──────── Record set ────────

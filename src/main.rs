use anyhow::Result;
use std::process;
use log::error;
use pushgate::{app, cli, logging};

fn main() {
    // Set up panic handler with better error reporting
    std::panic::set_hook(Box::new(|panic_info| {
        error!("Application panicked: {}", panic_info);
        eprintln!("Panic: {}", panic_info);
    }));

    if let Err(e) = run() {
        error!("Application error: {:#}", e);
        eprintln!("Error: {:#}", e);
        process::exit(1);
    }
}

fn run() -> Result<()> {
    let args = cli::args::parse_args();

    cli::args::validate_args(&args)?;

    let config_manager = app::load_configuration(&args)?;

    let log_config = app::configure_logging(&args, &config_manager)?;
    logging::init_logger(log_config)?;

    if let Some(path) = config_manager.config_file_path() {
        log::debug!("Using configuration file {}", path.display());
    }

    // Timers and client responses run on worker threads while stdin is read on a blocking thread
    let runtime = tokio::runtime::Builder::new_multi_thread()
        .enable_all()
        .build()?;

    runtime.block_on(app::run(args, config_manager))
}
//! Received-notification forwarding
//!
//! Announces every arrival to the client regardless of how it is handled.

use std::sync::Arc;
use serde_json::Value;

use crate::notifications::emitter::{
    notification_body, EventEmitter, DELETED_MESSAGES_EVENT, DID_RECEIVE_NOTIFICATION_EVENT,
};
use crate::notifications::listener::{ListenerError, NotificationListener};
use crate::notifications::message::IncomingMessage;

pub struct ReceivedNotificationForwarder {
    emitter: Arc<dyn EventEmitter>,
}

impl ReceivedNotificationForwarder {
    pub fn new(emitter: Arc<dyn EventEmitter>) -> Self {
        Self { emitter }
    }
}

impl NotificationListener for ReceivedNotificationForwarder {
    fn on_message(&self, message: &IncomingMessage) -> Result<(), ListenerError> {
        self.emitter.emit(
            DID_RECEIVE_NOTIFICATION_EVENT,
            notification_body(message.identifier(), message.payload()),
        );
        Ok(())
    }

    fn on_deleted_messages(&self) -> Result<(), ListenerError> {
        self.emitter.emit(DELETED_MESSAGES_EVENT, Value::Object(Default::default()));
        Ok(())
    }

    fn listener_name(&self) -> String {
        "ReceivedNotificationForwarder".to_string()
    }
}
//! Application initialization and configuration

use anyhow::Result;
use std::str::FromStr;
use std::time::Duration;
use log::{debug, LevelFilter};
use crate::{cli, config, logging};
use crate::notifications::HandlerConfig;

pub fn load_configuration(args: &cli::Args) -> Result<config::ConfigManager> {
    let mut manager = if let Some(config_file) = &args.config_file {
        debug!("Loading configuration from explicit file: {}", config_file.display());
        config::ConfigManager::load_from_file(config_file.clone())?
    } else {
        config::ConfigManager::load()?
    };

    if let Some(section_name) = &args.config_name {
        manager.select_section(section_name.clone());
    }

    Ok(manager)
}

pub fn configure_logging(args: &cli::Args, config: &config::ConfigManager) -> Result<logging::LogConfig> {
    let console_level = if args.debug {
        LevelFilter::Trace
    } else if args.verbose {
        LevelFilter::Debug
    } else if args.quiet {
        LevelFilter::Error
    } else {
        match config.get_log_level("base", "console-level") {
            Ok(Some(level)) => level,
            Ok(None) => LevelFilter::Info,
            Err(e) => {
                debug!("Invalid console-level in config, using default: {}", e);
                LevelFilter::Info
            }
        }
    };

    let format = if !args.log_format.is_empty() && args.log_format != "text" {
        logging::LogFormat::from_str(&args.log_format)
            .map_err(|e| anyhow::anyhow!(e))?
    } else {
        match config.get_value("base", "log-format") {
            Some(format_str) => logging::LogFormat::from_str(format_str)
                .unwrap_or(logging::LogFormat::Text),
            None => logging::LogFormat::Text,
        }
    };

    let log_file_path = args.log_file.clone()
        .or_else(|| config.get_path("base", "log-file"));

    let file_log_level = match &args.log_file_level {
        Some(level_str) => Some(logging::parse_log_level(level_str)?),
        None => match config.get_log_level("base", "file-log-level") {
            Ok(level) => level,
            Err(e) => {
                debug!("Invalid file-log-level in config, using None: {}", e);
                None
            }
        },
    };

    let (destination, file_level) = match (log_file_path, file_log_level) {
        (Some(file_path), Some(level)) => (logging::LogDestination::Both(file_path), Some(level)),
        (Some(file_path), None) => (logging::LogDestination::Both(file_path), Some(console_level)),
        (None, None) => (logging::LogDestination::Console, None),
        (None, Some(_)) => {
            return Err(anyhow::anyhow!("Log file level specified without log file"));
        }
    };

    Ok(logging::LogConfig {
        console_level,
        file_level,
        format,
        destination,
    })
}

/// Handler configuration with command line overrides applied
pub fn configure_handler(args: &cli::Args, config: &config::ConfigManager) -> Result<HandlerConfig> {
    let mut handler_config = config.get_handler_config()?;
    if let Some(timeout_ms) = args.timeout_ms {
        handler_config.response_timeout = Duration::from_millis(timeout_ms);
    }
    handler_config.validate()?;
    debug!("Handler configuration: {:?}", handler_config);
    Ok(handler_config)
}
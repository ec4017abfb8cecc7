//! CLI module containing argument parsing

pub mod args;

pub use args::{Args, RespondMode};
use clap::{Parser, ValueEnum};
use anyhow::Result;
use std::path::PathBuf;
use log::debug;

/// Push notification dispatcher
#[derive(Parser, Debug)]
#[command(name = "pushgate")]
#[command(about = "Feeds push messages through the notification handler and prints every client event as JSON")]
#[command(version)]
pub struct Args {
    /// Newline-delimited JSON messages to read (defaults to stdin)
    #[arg(short, long, value_name = "FILE")]
    pub input: Option<PathBuf>,

    /// How the built-in client answers announced notifications
    #[arg(short, long, value_enum, default_value_t = RespondMode::Show)]
    pub respond: RespondMode,

    /// Response window in milliseconds (overrides configuration)
    #[arg(short, long, value_name = "MS")]
    pub timeout_ms: Option<u64>,

    /// Verbose output (debug level logging)
    #[arg(short, long)]
    pub verbose: bool,

    /// Quiet output (error level logging only)
    #[arg(short, long)]
    pub quiet: bool,

    /// Debug output (trace level logging)
    #[arg(long)]
    pub debug: bool,

    /// Log format: text or json
    #[arg(long, value_name = "FORMAT", default_value = "text")]
    pub log_format: String,

    /// Log file path for file output
    #[arg(long, value_name = "FILE")]
    pub log_file: Option<PathBuf>,

    /// Log level for file output (independent of console level)
    #[arg(long, value_name = "LEVEL")]
    pub log_file_level: Option<String>,

    /// Configuration file path
    #[arg(long, value_name = "FILE")]
    pub config_file: Option<PathBuf>,

    /// Configuration section name
    #[arg(long, value_name = "SECTION")]
    pub config_name: Option<String>,
}

/// Built-in client behavior
#[derive(Debug, Clone, Copy, PartialEq, Eq, ValueEnum)]
pub enum RespondMode {
    /// Show every notification
    Show,
    /// Suppress every notification
    Suppress,
    /// Never answer; every notification times out
    None,
}

pub fn parse_args() -> Args {
    Args::parse()
}

pub fn validate_args(args: &Args) -> Result<()> {
    debug!("Validating CLI argument combinations");

    let log_flags_count = [args.verbose, args.quiet, args.debug]
        .iter()
        .filter(|&&flag| flag)
        .count();

    if log_flags_count > 1 {
        return Err(anyhow::anyhow!(
            "Conflicting log level flags: only one of --verbose, --quiet, or --debug may be specified"
        ));
    }

    match args.log_format.to_lowercase().as_str() {
        "text" | "json" => {},
        _ => return Err(anyhow::anyhow!(
            "Invalid log format '{}'. Valid options: text, json", args.log_format
        )),
    }

    if let Some(ref level) = args.log_file_level {
        match level.to_lowercase().as_str() {
            "error" | "warn" | "info" | "debug" | "trace" => {},
            _ => return Err(anyhow::anyhow!(
                "Invalid log file level '{}'. Valid levels: error, warn, info, debug, trace", level
            )),
        }
    }

    if args.log_file_level.is_some() && args.log_file.is_none() {
        return Err(anyhow::anyhow!("--log-file-level requires --log-file"));
    }

    if args.timeout_ms == Some(0) {
        return Err(anyhow::anyhow!("--timeout-ms must be greater than zero"));
    }

    Ok(())
}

────────

§ **Work order**
Show every line of the records above that contains the word "Both".

§ **Exercise solution**
        (Some(file_path), Some(level)) => (logging::LogDestination::Both(file_path), Some(level)),
        (Some(file_path), None) => (logging::LogDestination::Both(file_path), Some(console_level)),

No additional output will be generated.